Issues

ZF-6989: Zend_Paginator DbSelect should not use Select object in serialization

Description

When using Zend_Db_Profiler_Firebug there are a few properties that store microtime values which when serializing the DbSelect adapter cause it to produce a different hash value each time. Because this hash value is used to identify what cached data to load, Zend_Cache is unable to find any cache associated to this identifier.

The solution is to use __sleep() or Serializable interface

Comments

right. We can use __sleep at any object join point. In PaginatorDbSelectAdapter, or in Zend_Db_Select, or again in Zend_Db_Adapter_Abstract , or last in Zend_Db_Profiler.

I suggest using the Serializable interface on the Zend_Paginator_Adapter_DBSelect. Patch attached

Makes sense. My vote is for the Serializable interface.

But I don't think the submitted patch actually addresses all use cases for Serializable.

Could you give more information, or complete the patch please ? Thx

I'm sorry, but the patch did not make any difference.

True, by serializing the Zend_Db_Select object, we are taking the Zend_Paginator_Adapter_DbSelect out of the equation, but Zend_Db_Select's state still changes between the time that Zend_Paginator tries to load the cached entry (with an incorrect cacheId as a result) and the time that it actually saves the cacheId.


public function getItems($offset, $itemCountPerPage)
{
    $this->_select->limit($itemCountPerPage, $offset); // the problem is here

    return $this->_select->query()->fetchAll();
}

The above function is called by Zend_Paginator if Zend_Paginator fails to find a cached entry for the page we're trying to load. Once getItems(...) is called, it is making a change to the state of the Zend_Db_Select object. The object's query changes from (basically) "select * from table" to "select * from table limit <etc...>", which is going to result in a different cacheId when it attempts to save it.

The solution would be to set the limit before trying to load the entry from the cache.

I don't have time right now to code a proper solution to demonstrate the fix, but I will share the quick "proof of concept" hack on the serialize() method to show that a proper implementation of what I've described above would solve this problem.


public function serialize()
{
    $this->_select->limit(10, 0); // hacky proof-of-concept. works only for page 1, 10 items

    return (string)$this->_select;
}

Now, when Zend_Paginator tries to serialize the object, it will be serializing the object in the same state it will be in after the data is retrieved, meaning we'll get the same cacheId at load time and at save time.

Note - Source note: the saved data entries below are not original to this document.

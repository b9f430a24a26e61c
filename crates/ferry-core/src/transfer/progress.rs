//! Progress reporting for one job: registry counters plus `Progress` events,
//! at most once per interval (and always for the final report).

use std::sync::{Arc, Mutex, PoisonError};
use std::time::{Duration, Instant};

use crate::events::{EngineEvent, EventBus};
use crate::job::{JobId, JobRegistry};

#[derive(Default)]
struct RateWindow {
    last_emit: Option<Instant>,
    last_bytes: u64,
    rate: f64,
}

/// Cloneable; safe to call from async tasks and blocking threads.
#[derive(Clone)]
pub struct ProgressSink {
    job_id: JobId,
    registry: Arc<JobRegistry>,
    events: EventBus,
    interval: Duration,
    window: Arc<Mutex<RateWindow>>,
}

impl ProgressSink {
    pub fn new(job_id: JobId, registry: Arc<JobRegistry>, events: EventBus, interval: Duration) -> Self {
        Self {
            job_id,
            registry,
            events,
            interval,
            window: Arc::default(),
        }
    }

    pub fn job_id(&self) -> &str {
        &self.job_id
    }

    /// Bytes written so far; dropped if the last report was too recent.
    pub fn report(&self, bytes_done: u64, bytes_total: u64) {
        let now = Instant::now();
        let rate = {
            let mut w = self.window.lock().unwrap_or_else(PoisonError::into_inner);
            match w.last_emit {
                Some(t) if now.duration_since(t) < self.interval => return,
                Some(t) => {
                    let secs = now.duration_since(t).as_secs_f64();
                    w.rate = bytes_done.saturating_sub(w.last_bytes) as f64 / secs.max(1e-3);
                }
                None => w.rate = 0.0,
            }
            w.last_emit = Some(now);
            w.last_bytes = bytes_done;
            w.rate
        };
        self.emit(bytes_done, bytes_total, rate, false);
    }

    /// The file starts over from byte zero.
    pub fn restarted(&self, bytes_total: u64) {
        {
            let mut w = self.window.lock().unwrap_or_else(PoisonError::into_inner);
            w.last_bytes = 0;
        }
        if let Err(e) = self.registry.restart_progress(&self.job_id, bytes_total) {
            tracing::debug!(job_id = %self.job_id, error = %e, "restart not recorded");
        }
        tracing::info!(job_id = %self.job_id, "range not honored, restarting from zero");
        self.events.publish(EngineEvent::Restarted {
            job_id: self.job_id.clone(),
        });
    }

    /// Final report, never throttled.
    pub fn finish(&self, bytes_done: u64, bytes_total: u64) {
        let rate = self
            .window
            .lock()
            .unwrap_or_else(PoisonError::into_inner)
            .rate;
        self.emit(bytes_done, bytes_total, rate, true);
    }

    fn emit(&self, bytes_done: u64, bytes_total: u64, rate: f64, completed: bool) {
        if let Err(e) = self
            .registry
            .update_progress(&self.job_id, bytes_done, bytes_total, rate)
        {
            tracing::debug!(job_id = %self.job_id, error = %e, "progress not recorded");
            return;
        }
        self.events.publish(EngineEvent::Progress {
            job_id: self.job_id.clone(),
            bytes_done,
            bytes_total,
            rate,
            completed,
        });
    }
}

For a permanent fix, I would suggest a setItems($offset, $itemCountPerPage) method signature in Zend_Paginator_Adapter_Interface. This method would need to be called prior to attempting to generate a cache key. For the Array, Iterator, and Null adapters, the implementation can be empty (since retrieving the items does not change the state of any of the object's internals). The DbSelect and DbTableSelect implementations could simply be a call to $this->_select->limit($itemCountPerPage, $offset). Once that's done, the serialization of the _select object should be the same before and after the items are retrieved.

Unfortunately, even though that solves the problem (even with Zend_Db_Profiler turned on), Zend_Paginator doesn't cache the zend_paginator_rowcount, so it's still going to make an unnecessary connection to the database every time. For smaller applications this might not be a problem, but for high traffic applications that are trying to avoid the overhead of making DB connections when it is not necessary will find this consequence unacceptable.

I have developed a solution and would like to share it in hopes of it being incorporated in a future release.

Zend_Paginator_Adapter_Interface contains a new function signature for getCacheIdentifier() which must be implemented by the adapter classes. I've included an implementation of the method for all adapters.

For Zend_Paginator_Adapter_DbSelect, I've defined the cache identifier to be a hash of the fully assembled initial select statement. The initial select statement will not change from request to request (unless of course the data is different, in which case you'd want a different cache identifier). I use ->assemble() instead of serializing the whole select object because the solution would stop functioning when Zend_Db_Profiler is in use. That, and assembling the query is undoubtedly faster than serializing the entire object.

For the other adapters, the implementation is similar, but trivial. I just do a hash of a serialization of $this in the constructor since there's no database adapter or anything like that in use. The setting of the cache identifier should, however, be the last thing that the constructor does.

I've provided a patch for both the latest development trunk and for release 1.8.4, which is what I'm using for my current project. All existing Paginator-related unit tests passed{color:red}{color} in both the trunk and release 1.8.4. {color:red} I implemented getCacheIdentifier() in */tests/Zend/Paginator/_files/Zf4207.php. No other modifications were necessary. {color}

I will leave it up to someone with commit rights to write any additional unit tests if it is deemed necessary.

Please let me know if this solution is acceptable.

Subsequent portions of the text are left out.